Tip1: How to understand “Error1” table
When a record is failed to load because of any Teradata error (conversion, null problem, etc), the record get into “Error1” table, which is set in the “BEGIN LOADING” section of the control script.
The structure of the “Error1” table is fix:
Which column was problematic
The Teradata error code, lookup in DBC.ErrorMsgs if documentation is not at your hands
This filed contains the record transformed into hexa string format
Unfortunately DataParcel’s hexadecimal codes are unreadable for a human in Queryman or other GUIs.
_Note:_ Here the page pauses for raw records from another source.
//! Portfolio weight calculation, current and projected.

use rust_decimal::Decimal;

use super::combination::Combination;
use super::error::DomainError;
use super::holdings::Holdings;
use super::id::InstrumentId;
use super::price::PriceTable;

/// Portfolio weights as percentages of total value.
///
/// Instrument weights follow the price table's canonical order; cash is kept
/// separate.
#[derive(Debug, Clone, PartialEq)]
pub struct Weights {
    /// Per-instrument weight, in canonical table order.
    pub instruments: Vec<(InstrumentId, Decimal)>,
    /// Weight of uninvested cash.
    pub cash: Decimal,
}

/// Current portfolio weights together with the total portfolio value.
#[derive(Debug, Clone)]
pub struct BalanceSheet {
    /// Weights of the holdings as they stand.
    pub weights: Weights,
    /// Total portfolio value: cash plus market value of all positions.
    pub total_value: Decimal,
}

const HUNDRED: Decimal = Decimal::ONE_HUNDRED;

/// Weights of the holdings baseline as it stands.
pub fn current_balance(
    table: &PriceTable,
    holdings: &Holdings,
) -> Result<BalanceSheet, DomainError> {
    let (weights, total_value) = weigh(table, holdings, None)?;
    Ok(BalanceSheet {
        weights,
        total_value,
    })
}

/// Weights the portfolio would have after buying a candidate combination.
///
/// Each position grows by the combination's quantity; the cash amount is
/// deliberately left untouched, treating the budget as new money from
/// outside the portfolio rather than a draw on the cash bucket.
pub fn projected_balance(
    table: &PriceTable,
    holdings: &Holdings,
    combination: &Combination,
) -> Result<Weights, DomainError> {
    let (weights, _) = weigh(table, holdings, Some(combination))?;
    Ok(weights)
}

fn weigh(
    table: &PriceTable,
    holdings: &Holdings,
    purchase: Option<&Combination>,
) -> Result<(Weights, Decimal), DomainError> {
    let added = |index: usize| -> u64 {
        purchase.map_or(0, |combination| combination.quantities()[index])
    };

    let mut values: Vec<(InstrumentId, Decimal)> = Vec::with_capacity(table.len());
    let mut total = holdings.cash();
    for (index, (instrument, price)) in table.entries().enumerate() {
        let quantity = holdings.quantity(instrument)? + added(index);
        let value = Decimal::from(quantity) * price;
        total += value;
        values.push((instrument.clone(), value));
    }

    if total <= Decimal::ZERO {
        return Err(DomainError::ZeroPortfolioValue);
    }

    let instruments = values
        .into_iter()
        .map(|(instrument, value)| (instrument, value / total * HUNDRED))
        .collect();
    let cash = holdings.cash() / total * HUNDRED;

    Ok((Weights { instruments, cash }, total))
}

#[cfg(test)]
mod tests {
    use super::*;
    use crate::domain::combination::Combinations;
    use rust_decimal_macros::dec;

    fn table(prices: &[(&str, Decimal)]) -> PriceTable {
        PriceTable::try_new(
            prices
                .iter()
                .map(|(id, price)| (InstrumentId::from(*id), *price)),
        )
        .unwrap()
    }

    fn holdings(amounts: &[(&str, Decimal)]) -> Holdings {
        Holdings::from_named_amounts(amounts.iter().copied()).unwrap()
    }

    #[test]
    fn current_balance_splits_cash_and_position() {
        let table = table(&[("A", dec!(10))]);
        let holdings = holdings(&[("MONEY", dec!(100)), ("A", dec!(5))]);

        let sheet = current_balance(&table, &holdings).unwrap();

        assert_eq!(sheet.total_value, dec!(150));
        let (_, weight_a) = &sheet.weights.instruments[0];
        assert!((weight_a - dec!(33.33)).abs() < dec!(0.01));
        assert!((sheet.weights.cash - dec!(66.67)).abs() < dec!(0.01));
    }

    #[test]
    fn weights_sum_to_one_hundred() {
        let table = table(&[("A", dec!(102.5)), ("B", dec!(98.1)), ("C", dec!(27.45))]);
        let holdings = holdings(&[
            ("MONEY", dec!(523.77)),
            ("A", dec!(12)),
            ("B", dec!(7)),
            ("C", dec!(31)),
        ]);

        let sheet = current_balance(&table, &holdings).unwrap();
        let sum: Decimal = sheet
            .weights
            .instruments
            .iter()
            .map(|(_, weight)| *weight)
            .sum::<Decimal>()
            + sheet.weights.cash;

        assert!((sum - dec!(100)).abs() < dec!(0.0000001));
    }

    #[test]
    fn projecting_all_zeros_reproduces_current_weights() {
        let table = table(&[("A", dec!(10)), ("B", dec!(20))]);
        let holdings = holdings(&[("MONEY", dec!(100)), ("A", dec!(5)), ("B", dec!(2))]);

        let all_zero = Combinations::over(&table, 0).next().unwrap();
        assert_eq!(all_zero.quantities(), &[0, 0]);

        let current = current_balance(&table, &holdings).unwrap();
        let projected = projected_balance(&table, &holdings, &all_zero).unwrap();

        assert_eq!(projected, current.weights);
    }

    #[test]
    fn projection_grows_positions_but_not_cash() {
        let table = table(&[("A", dec!(10))]);
        let holdings = holdings(&[("MONEY", dec!(100)), ("A", dec!(5))]);

        let buy_five = Combinations::over(&table, 50).last().unwrap();
        assert_eq!(buy_five.quantities(), &[5]);

        let projected = projected_balance(&table, &holdings, &buy_five).unwrap();

        // Position value doubles to 100, total becomes 200; cash stays 100.
        let (_, weight_a) = &projected.instruments[0];
        assert_eq!(*weight_a, dec!(50));
        assert_eq!(projected.cash, dec!(50));
    }

    #[test]
    fn missing_allocation_entry_fails_the_calculation() {
        let table = table(&[("A", dec!(10)), ("B", dec!(20))]);
        let holdings = holdings(&[("MONEY", dec!(100)), ("A", dec!(5))]);

        let result = current_balance(&table, &holdings);
        assert!(matches!(
            result,
            Err(DomainError::MissingAllocation { instrument }) if instrument.as_str() == "B"
        ));
    }

    #[test]
    fn zero_portfolio_value_is_an_error() {
        let table = table(&[("A", dec!(10))]);
        let holdings = holdings(&[("MONEY", dec!(0)), ("A", dec!(0))]);

        let result = current_balance(&table, &holdings);
        assert!(matches!(result, Err(DomainError::ZeroPortfolioValue)));
    }
}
With this short BTEQ script you can export the original record layout into a file:
.SET RECORDMODE ON
.EXPORT DATA FILE=badrecord.out
SELECT DataParcel FROM <Errortable1>;
Tip2: How to switch off deduplication?
There is no way to switch it off. Teradata Fastload will do a full-record-layout deduplication. No matter we use nonunique primary index (NUPI) and MULTISET table definition Teradata will deduplicate eagerly.
If you must load each records, use a preprocessor script (PERL, AWK, etc), which adds a running number column to your data. This way there will be no identical records at all, surely.
Tip3: Deduplication vs. “Error2” table
Why do we have “Error2” table, if Teradata Fastload always does a deduplication? This error table contains those records which passed the full-record-layout deduplication, but failed at the unique primary index (UPI) duplication check. So the data contained other record with the same PI value, but differ in one or more other columns. To load those records either, user NUPI or NO PI table.
Tip4: What is the good “Sessions” number?
SESSIONS is a parameter to be specified at the “BEGIN LOADING” section. Can fall between 1 and “Number-of-AMPs”. The bigger is the number, the better is the loading performance, but the longer is the logon time. So for a small file use 1, for large number of rows, use the maximum allowed. For medium files I generally use 10.
If a lot of small different files to different tables are to be loaded, mind using other technique, since Teradata Fastload will not have advantages in this league.
Tip5: Table is “Being loaded”…
When a Teradata Fastload session is stopped for reaching error limit, the target and the error tables cannot be accessed due to locking:
Error 2652: Operation not allowed: <db>.<table> is being Loaded.
Run this Fastload script to release the locks and get access to the tables:
BEGIN LOADING <db>.<table>;
After this script finished the error tables are readable to identify the load problem root causes, see the “Error1” table tip above.